The article explains why using OFFSET and LIMIT for pagination becomes inefficient when the data volume exceeds what can be held in memory, forcing the database to perform costly full‑table scans for each page request.
It describes how a full scan reads every row, incurs massive disk I/O, and wastes time fetching rows that will never be displayed, especially when the offset is large (e.g., retrieving rows 50,000‑50,020 out of 100,000 rows).
Example code illustrating the range to fetch:
10万行中的第5万行到第5万零20行Performance tests (linked to db‑fiddle) show the naïve OFFSET/LIMIT query taking more than 30 times longer than an optimized version.
To avoid these problems, the article proposes a cursor‑based (keyset) pagination approach: store the last retrieved primary‑key (or timestamp) and query the next page using a condition like WHERE id > :last_id ORDER BY id LIMIT :pageSize instead of OFFSET.
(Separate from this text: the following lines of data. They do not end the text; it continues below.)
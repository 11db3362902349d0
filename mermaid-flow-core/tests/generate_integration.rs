use mermaid_flow_core::aggregate::InputSource;
use mermaid_flow_core::config::GenerationConfig;
use mermaid_flow_core::contract::{
    CompletionResult, FlattenOutput, MockCompletionClient, MockFlattener, MockNotifier,
    MockPresenter, PanelHandle,
};
use mermaid_flow_core::error::{AggregationError, CompletionError, GenerationError};
use mermaid_flow_core::generate::{generate, Collaborators, GenerationOutcome};
use std::fs;
use std::path::PathBuf;
use tempfile::tempdir;

fn config_with_key() -> GenerationConfig {
    GenerationConfig {
        api_key: Some("sk-test".to_string()),
        ..Default::default()
    }
}

/// Notifier that accepts progress updates and nothing else unless told.
fn quiet_notifier() -> MockNotifier {
    let mut notifier = MockNotifier::new();
    notifier.expect_progress().return_const(());
    notifier
}

fn presenter_accepting_once() -> MockPresenter {
    let mut presenter = MockPresenter::new();
    presenter.expect_present().times(1).returning(|session| {
        Ok(PanelHandle {
            session_id: session.id(),
            location: format!("http://127.0.0.1:1/sessions/{}/", session.id()),
        })
    });
    presenter
}

#[tokio::test]
async fn test_selection_with_fenced_reply_is_presented() {
    let mut completion = MockCompletionClient::new();
    completion
        .expect_complete()
        .times(1)
        .withf(|req| req.raw_input_text == "fn main() {}" && req.prompt().ends_with("fn main() {}"))
        .returning(|_| {
            Ok(CompletionResult {
                content: Some("Sure!\n```mermaid\ngraph TD\nA-->B\n```\nDone.".to_string()),
            })
        });
    let mut flattener = MockFlattener::new();
    flattener.expect_flatten().never();
    let mut presenter = MockPresenter::new();
    presenter
        .expect_present()
        .times(1)
        .withf(|session| session.diagram_code() == "graph TD\nA-->B")
        .returning(|session| {
            Ok(PanelHandle {
                session_id: session.id(),
                location: "panel".to_string(),
            })
        });
    let notifier = quiet_notifier();

    let deps = Collaborators {
        completion: &completion,
        flattener: &flattener,
        presenter: &presenter,
        notifier: &notifier,
    };
    let outcome = generate(
        InputSource::Selection("fn main() {}".to_string()),
        &config_with_key(),
        &deps,
    )
    .await;

    match outcome {
        GenerationOutcome::Presented { diagram, handle } => {
            assert_eq!(diagram.code, "graph TD\nA-->B");
            assert!(diagram.was_fenced);
            assert_eq!(handle.location, "panel");
        }
        other => panic!("Expected a preview, got {other:?}"),
    }
}

#[tokio::test]
async fn test_unfenced_reply_is_presented_verbatim() {
    let mut completion = MockCompletionClient::new();
    completion.expect_complete().times(1).returning(|_| {
        Ok(CompletionResult {
            content: Some("graph TD\nA-->B\n".to_string()),
        })
    });
    let flattener = MockFlattener::new();
    let presenter = presenter_accepting_once();
    let notifier = quiet_notifier();
    let deps = Collaborators {
        completion: &completion,
        flattener: &flattener,
        presenter: &presenter,
        notifier: &notifier,
    };

    let outcome = generate(
        InputSource::Document {
            path: PathBuf::from("src/main.rs"),
            text: "fn main() {}".to_string(),
        },
        &config_with_key(),
        &deps,
    )
    .await;

    let GenerationOutcome::Presented { diagram, .. } = outcome else {
        panic!("Expected a preview");
    };
    assert_eq!(diagram.code, "graph TD\nA-->B\n");
    assert!(!diagram.was_fenced);
}

#[tokio::test]
async fn test_missing_api_key_makes_no_calls() {
    let mut completion = MockCompletionClient::new();
    completion.expect_complete().never();
    let mut flattener = MockFlattener::new();
    flattener.expect_flatten().never();
    let mut presenter = MockPresenter::new();
    presenter.expect_present().never();
    let mut notifier = MockNotifier::new();
    notifier
        .expect_error()
        .times(1)
        .withf(|msg| msg.contains("API key"))
        .return_const(());

    let deps = Collaborators {
        completion: &completion,
        flattener: &flattener,
        presenter: &presenter,
        notifier: &notifier,
    };
    let outcome = generate(
        InputSource::Selection("fn main() {}".to_string()),
        &GenerationConfig::default(),
        &deps,
    )
    .await;

    assert!(matches!(
        outcome,
        GenerationOutcome::Failed(GenerationError::Configuration(_))
    ));
}

#[tokio::test]
async fn test_empty_selection_is_informational() {
    let mut completion = MockCompletionClient::new();
    completion.expect_complete().never();
    let flattener = MockFlattener::new();
    let mut presenter = MockPresenter::new();
    presenter.expect_present().never();
    let mut notifier = MockNotifier::new();
    notifier
        .expect_info()
        .times(1)
        .withf(|msg| msg == "No text selected.")
        .return_const(());

    let deps = Collaborators {
        completion: &completion,
        flattener: &flattener,
        presenter: &presenter,
        notifier: &notifier,
    };
    let outcome = generate(
        InputSource::Selection(String::new()),
        &config_with_key(),
        &deps,
    )
    .await;

    assert!(matches!(outcome, GenerationOutcome::NothingToDo(_)));
}

#[tokio::test]
async fn test_empty_input_without_api_key_is_informational() {
    let cases = [
        (InputSource::Selection(String::new()), "No text selected."),
        (
            InputSource::Capture {
                workspace_root: PathBuf::from("."),
                paths: Vec::new(),
            },
            "No files or folders selected.",
        ),
    ];
    for (input, expected) in cases {
        let mut completion = MockCompletionClient::new();
        completion.expect_complete().never();
        let mut flattener = MockFlattener::new();
        flattener.expect_flatten().never();
        let mut presenter = MockPresenter::new();
        presenter.expect_present().never();
        let mut notifier = MockNotifier::new();
        notifier.expect_error().never();
        notifier
            .expect_info()
            .times(1)
            .withf(move |msg| msg == expected)
            .return_const(());

        let deps = Collaborators {
            completion: &completion,
            flattener: &flattener,
            presenter: &presenter,
            notifier: &notifier,
        };
        let outcome = generate(input, &GenerationConfig::default(), &deps).await;

        assert!(
            matches!(outcome, GenerationOutcome::NothingToDo(message) if message == expected),
            "expected informational outcome for {expected:?}"
        );
    }
}

#[tokio::test]
async fn test_empty_or_absent_content_warns_without_preview() {
    for content in [None, Some(String::new())] {
        let mut completion = MockCompletionClient::new();
        completion
            .expect_complete()
            .times(1)
            .returning(move |_| Ok(CompletionResult { content: content.clone() }));
        let flattener = MockFlattener::new();
        let mut presenter = MockPresenter::new();
        presenter.expect_present().never();
        let mut notifier = quiet_notifier();
        notifier.expect_warn().times(1).return_const(());

        let deps = Collaborators {
            completion: &completion,
            flattener: &flattener,
            presenter: &presenter,
            notifier: &notifier,
        };
        let outcome = generate(
            InputSource::Selection("code".to_string()),
            &config_with_key(),
            &deps,
        )
        .await;

        assert!(matches!(outcome, GenerationOutcome::EmptyResult));
    }
}

#[tokio::test]
async fn test_completion_error_is_reported_with_underlying_message() {
    let mut completion = MockCompletionClient::new();
    completion.expect_complete().times(1).returning(|_| {
        Err(CompletionError::Endpoint {
            status: 401,
            body: "invalid api key".to_string(),
        })
    });
    let flattener = MockFlattener::new();
    let mut presenter = MockPresenter::new();
    presenter.expect_present().never();
    let mut notifier = quiet_notifier();
    notifier
        .expect_error()
        .times(1)
        .withf(|msg| msg.contains("invalid api key") && msg.contains("401"))
        .return_const(());

    let deps = Collaborators {
        completion: &completion,
        flattener: &flattener,
        presenter: &presenter,
        notifier: &notifier,
    };
    let outcome = generate(
        InputSource::Selection("code".to_string()),
        &config_with_key(),
        &deps,
    )
    .await;

    assert!(outcome.is_failure());
}

#[tokio::test]
async fn test_capture_flattens_once_and_completes_once() {
    let workspace = tempdir().unwrap();
    let root = workspace.path().to_path_buf();
    fs::write(root.join("a.rs"), "fn a() {}").unwrap();
    fs::write(root.join("b.rs"), "fn b() {}").unwrap();
    fs::create_dir(root.join("nested")).unwrap();
    fs::write(root.join("nested/c.rs"), "fn c() {}").unwrap();
    let absolute_b = root.join("b.rs");

    let expected: Vec<PathBuf> = ["a.rs", "b.rs", "nested"]
        .iter()
        .map(|p| fs::canonicalize(root.join(p)).unwrap())
        .collect();

    let mut flattener = MockFlattener::new();
    flattener
        .expect_flatten()
        .times(1)
        .withf(move |_root, paths, _out| paths == expected.as_slice())
        .returning(|_root, _paths, out| {
            fs::write(out, "flattened capture").unwrap();
            Ok(FlattenOutput {
                stderr: String::new(),
            })
        });
    let mut completion = MockCompletionClient::new();
    completion
        .expect_complete()
        .times(1)
        .withf(|req| req.raw_input_text == "flattened capture")
        .returning(|_| {
            Ok(CompletionResult {
                content: Some("graph TD\nA-->B".to_string()),
            })
        });
    let presenter = presenter_accepting_once();
    let notifier = quiet_notifier();

    let deps = Collaborators {
        completion: &completion,
        flattener: &flattener,
        presenter: &presenter,
        notifier: &notifier,
    };
    let outcome = generate(
        InputSource::Capture {
            workspace_root: root.clone(),
            paths: vec![PathBuf::from("a.rs"), absolute_b, PathBuf::from("nested")],
        },
        &config_with_key(),
        &deps,
    )
    .await;

    assert!(matches!(outcome, GenerationOutcome::Presented { .. }));
}

#[tokio::test]
async fn test_flattener_stderr_warns_but_continues() {
    let workspace = tempdir().unwrap();
    fs::write(workspace.path().join("a.rs"), "fn a() {}").unwrap();

    let mut flattener = MockFlattener::new();
    flattener.expect_flatten().times(1).returning(|_, _, out| {
        fs::write(out, "text").unwrap();
        Ok(FlattenOutput {
            stderr: "deprecated flag\n".to_string(),
        })
    });
    let mut completion = MockCompletionClient::new();
    completion.expect_complete().times(1).returning(|_| {
        Ok(CompletionResult {
            content: Some("graph TD".to_string()),
        })
    });
    let presenter = presenter_accepting_once();
    let mut notifier = quiet_notifier();
    notifier
        .expect_warn()
        .times(1)
        .withf(|msg| msg.contains("deprecated flag"))
        .return_const(());

    let deps = Collaborators {
        completion: &completion,
        flattener: &flattener,
        presenter: &presenter,
        notifier: &notifier,
    };
    let outcome = generate(
        InputSource::Capture {
            workspace_root: workspace.path().to_path_buf(),
            paths: vec![PathBuf::from("a.rs")],
        },
        &config_with_key(),
        &deps,
    )
    .await;

    assert!(matches!(outcome, GenerationOutcome::Presented { .. }));
}

#[tokio::test]
async fn test_flattener_failure_aborts_before_completion() {
    let workspace = tempdir().unwrap();
    fs::write(workspace.path().join("a.rs"), "fn a() {}").unwrap();

    let mut flattener = MockFlattener::new();
    flattener
        .expect_flatten()
        .times(1)
        .returning(|_, _, _| Err(AggregationError::Tool("npx: not found".to_string())));
    let mut completion = MockCompletionClient::new();
    completion.expect_complete().never();
    let mut presenter = MockPresenter::new();
    presenter.expect_present().never();
    let mut notifier = quiet_notifier();
    notifier
        .expect_error()
        .times(1)
        .withf(|msg| msg.contains("npx: not found"))
        .return_const(());

    let deps = Collaborators {
        completion: &completion,
        flattener: &flattener,
        presenter: &presenter,
        notifier: &notifier,
    };
    let outcome = generate(
        InputSource::Capture {
            workspace_root: workspace.path().to_path_buf(),
            paths: vec![PathBuf::from("a.rs")],
        },
        &config_with_key(),
        &deps,
    )
    .await;

    assert!(matches!(
        outcome,
        GenerationOutcome::Failed(GenerationError::Aggregation(_))
    ));
}

#[tokio::test]
async fn test_missing_capture_path_aborts_before_flattening() {
    let workspace = tempdir().unwrap();

    let mut flattener = MockFlattener::new();
    flattener.expect_flatten().never();
    let mut completion = MockCompletionClient::new();
    completion.expect_complete().never();
    let presenter = MockPresenter::new();
    let mut notifier = quiet_notifier();
    notifier.expect_error().times(1).return_const(());

    let deps = Collaborators {
        completion: &completion,
        flattener: &flattener,
        presenter: &presenter,
        notifier: &notifier,
    };
    let outcome = generate(
        InputSource::Capture {
            workspace_root: workspace.path().to_path_buf(),
            paths: vec![PathBuf::from("does-not-exist.rs")],
        },
        &config_with_key(),
        &deps,
    )
    .await;

    assert!(matches!(
        outcome,
        GenerationOutcome::Failed(GenerationError::Aggregation(
            AggregationError::ResolvePath { .. }
        ))
    ));
}
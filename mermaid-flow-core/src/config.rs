use tracing::{debug, info};

/// Model used when none is configured.
pub const DEFAULT_MODEL: &str = "deepseek-chat";

/// Settings snapshot for one generation.
///
/// Read once when a generation starts and never mutated by the pipeline, so
/// concurrent generations cannot observe each other's settings.
#[derive(Clone, Default)]
pub struct GenerationConfig {
    /// Overrides the completion endpoint; `None` or empty means the provider default.
    pub endpoint_base_url: Option<String>,
    /// Required before any call is attempted.
    pub api_key: Option<String>,
    pub model: Option<String>,
    /// Forwarded only when set.
    pub temperature: Option<f32>,
    /// Replaces the built-in instruction text when non-empty.
    pub prompt_template: Option<String>,
}

impl GenerationConfig {
    /// Configured model name, or [`DEFAULT_MODEL`].
    pub fn model_name(&self) -> &str {
        match self.model.as_deref() {
            Some(m) if !m.trim().is_empty() => m,
            _ => DEFAULT_MODEL,
        }
    }

    /// Non-empty API key, if any.
    pub fn api_key(&self) -> Option<&str> {
        self.api_key.as_deref().filter(|k| !k.trim().is_empty())
    }

    /// Non-empty endpoint override, if any.
    pub fn endpoint_base_url(&self) -> Option<&str> {
        self.endpoint_base_url
            .as_deref()
            .filter(|u| !u.trim().is_empty())
    }

    pub fn trace_loaded(&self) {
        info!(
            model = self.model_name(),
            endpoint = self.endpoint_base_url().unwrap_or("<provider default>"),
            temperature = ?self.temperature,
            custom_prompt = self.prompt_template.is_some(),
            api_key_set = self.api_key().is_some(),
            "Loaded generation config"
        );
        debug!(config = ?self, "Generation config loaded (full debug)");
    }
}

impl std::fmt::Debug for GenerationConfig {
    fn fmt(&self, f: &mut std::fmt::Formatter<'_>) -> std::fmt::Result {
        f.debug_struct("GenerationConfig")
            .field("endpoint_base_url", &self.endpoint_base_url)
            .field("api_key", &self.api_key.as_ref().map(|_| "<redacted>"))
            .field("model", &self.model)
            .field("temperature", &self.temperature)
            .field("prompt_template", &self.prompt_template)
            .finish()
    }
}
Images illustrate the traditional offset method versus the cursor method:
Comparative query results show the original OFFSET query taking 12.80 seconds while the keyset version finishes in 0.01 seconds.
The article notes that keyset pagination requires a unique, ordered column (usually an auto‑increment integer ID or timestamp) and may not work for tables without such a column, in which case OFFSET/LIMIT remains the fallback despite its drawbacks.
Finally, it advises using auto‑increment primary keys for pagination whenever possible and suggests further reading on large‑scale list queries.